The method of claim 10,
The state data of the ship at each of the plurality of points in time or the current point in time includes at least one of the position of the ship measured at the corresponding point in time, operating speed, self-defect determination, a point on a route to which the ship should reach, and a return point,
The external factor data at each of the plurality of points in time or the current point in time includes data on at least one of weather conditions measured at corresponding points in time, whether an obstacle is detected, whether an enemy is detected, and the amount of remaining fuel of the ship. Computing device.

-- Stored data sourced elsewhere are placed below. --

//! Error types shared across the client.
//!
//! Each subsystem has its own error enum; [`Error`] unifies them for the
//! session-level API.

use std::io;
use std::path::PathBuf;

use thiserror::Error;

pub use crate::bencode_parser::errors::BencodeError;

/// Convenience alias used by the session-level API.
pub type Result<T, E = Error> = std::result::Result<T, E>;

#[derive(Debug, Error)]
pub enum Error {
    #[error(transparent)]
    Metadata(#[from] MetadataError),

    #[error(transparent)]
    Tracker(#[from] TrackerError),

    #[error(transparent)]
    Storage(#[from] StorageError),

    #[error(transparent)]
    Peer(#[from] PeerError),

    #[error("invalid configuration: {0}")]
    Config(String),

    /// No tracker produced a peer and none were supplied by the caller.
    #[error("no reachable trackers and no peers supplied")]
    NoPeers,

    #[error("download already started")]
    AlreadyStarted,
}

/// Problems found while loading or validating torrent metadata.
#[derive(Debug, Error)]
pub enum MetadataError {
    #[error("failed to read metadata file {path:?}: {source}")]
    Io {
        path: PathBuf,
        #[source]
        source: io::Error,
    },

    #[error("bencode decoding failed: {0}")]
    Decode(String),

    #[error("missing field '{0}'")]
    MissingField(&'static str),

    #[error("field '{0}' has the wrong type")]
    WrongType(&'static str),

    #[error("'pieces' length {0} is not a multiple of 20")]
    BadPieces(usize),

    #[error("chunk size must be positive")]
    ZeroChunkSize,

    #[error("expected {expected} chunk hashes, found {found}")]
    HashCountMismatch { expected: usize, found: usize },

    #[error("unsafe file path {0:?}")]
    UnsafePath(PathBuf),
}

#[derive(Debug, Error)]
pub enum TrackerError {
    #[error("invalid announce url: {0}")]
    Url(#[from] url::ParseError),

    #[error("http request failed: {0}")]
    Http(#[from] reqwest::Error),

    #[error("tracker returned status {0}")]
    Status(u16),

    #[error("tracker response is not valid bencode: {0}")]
    Decode(String),

    #[error("tracker response is malformed: {0}")]
    Malformed(&'static str),

    #[error("tracker refused announce: {0}")]
    Failure(String),
}

/// Disk failures, classified so the scheduler can decide whether to retry.
#[derive(Debug, Error)]
pub enum StorageError {
    #[error("i/o error on {path:?}: {source}")]
    Io {
        path: PathBuf,
        #[source]
        source: io::Error,
    },

    #[error("range {offset}+{length} is outside the torrent ({total} bytes)")]
    OutOfBounds { offset: u64, length: u64, total: u64 },
}

impl StorageError {
    pub(crate) fn io(path: impl Into<PathBuf>, source: io::Error) -> Self {
        StorageError::Io {
            path: path.into(),
            source,
        }
    }

    /// Transient failures worth retrying on the next request for the block.
    pub fn is_retryable(&self) -> bool {
        match self {
            StorageError::Io { source, .. } => matches!(
                source.kind(),
                io::ErrorKind::Interrupted | io::ErrorKind::TimedOut | io::ErrorKind::WouldBlock
            ),
            StorageError::OutOfBounds { .. } => false,
        }
    }
}

#[derive(Debug, Error)]
pub enum PeerError {
    #[error("connect to {addr} failed: {source}")]
    Connect {
        addr: std::net::SocketAddr,
        #[source]
        source: io::Error,
    },

    #[error("connect to {0} timed out")]
    ConnectTimeout(std::net::SocketAddr),

    #[error("connection is not open")]
    NotConnected,

    #[error("write failed: {0}")]
    Write(#[source] io::Error),

    #[error("write to {0} timed out")]
    WriteTimeout(std::net::SocketAddr),
}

delete The method of claim 10,
The return point determination model,
In the learning process,
When the ship is successful in returning as a result of operating the ship, the compensation is calculated as a positive value,
Calculating the compensation as a negative value if the ship fails to return.
The method of claim 10,
The plurality of action guidelines,
Includes mission continuation guidelines and return guidelines;
The return point determination model,
When the determined action guideline is the mission continuation guideline, the position of the ship is moved to the next point,
and if the determined action guideline is the return guideline, returning the ship's position to a return point.
The method of claim 14,
The return point determination model,
If the ship's position measured at a specific point in time does not pass the turning point on the preset route, the ship's position measured at the specific point in time passes through the turning point on the route to the preset return point, so that the ship can consume and moving the ship to a next point based on the mission continuation guideline if the expected fuel amount is less than or equal to the remaining fuel amount at the specific point in time.
The method of claim 14,
The return point determination model,
When the amount of fuel expected to be consumed by the ship to navigate from the location of the ship measured at a specific point in time to a preset return point is equal to or greater than the amount of remaining fuel at the specific point in time, returning the ship based on the return guideline. Computing device.
The method of claim 14,
The return point determination model,
When an external impact event caused by an obstacle or an enemy is detected based on the external factor state data at the current time point, the ship is operated based on the return guideline;
and moving the ship to a next point based on the mission continuation guideline when the external shock event is not detected.
The method of claim 14,
The one or more programs,
When the determined action guideline is the mission continuation guideline, a command for re-receiving ship state data and external factor data at a time point when a predetermined unit time has elapsed from the current time point; and
Further comprising a command for re-entering the re-received ship state data and external factor data into the return time determination model and updating the elapsed time point to a current time point to determine again whether to return the ship at the updated current time point. Computing device further comprising a command.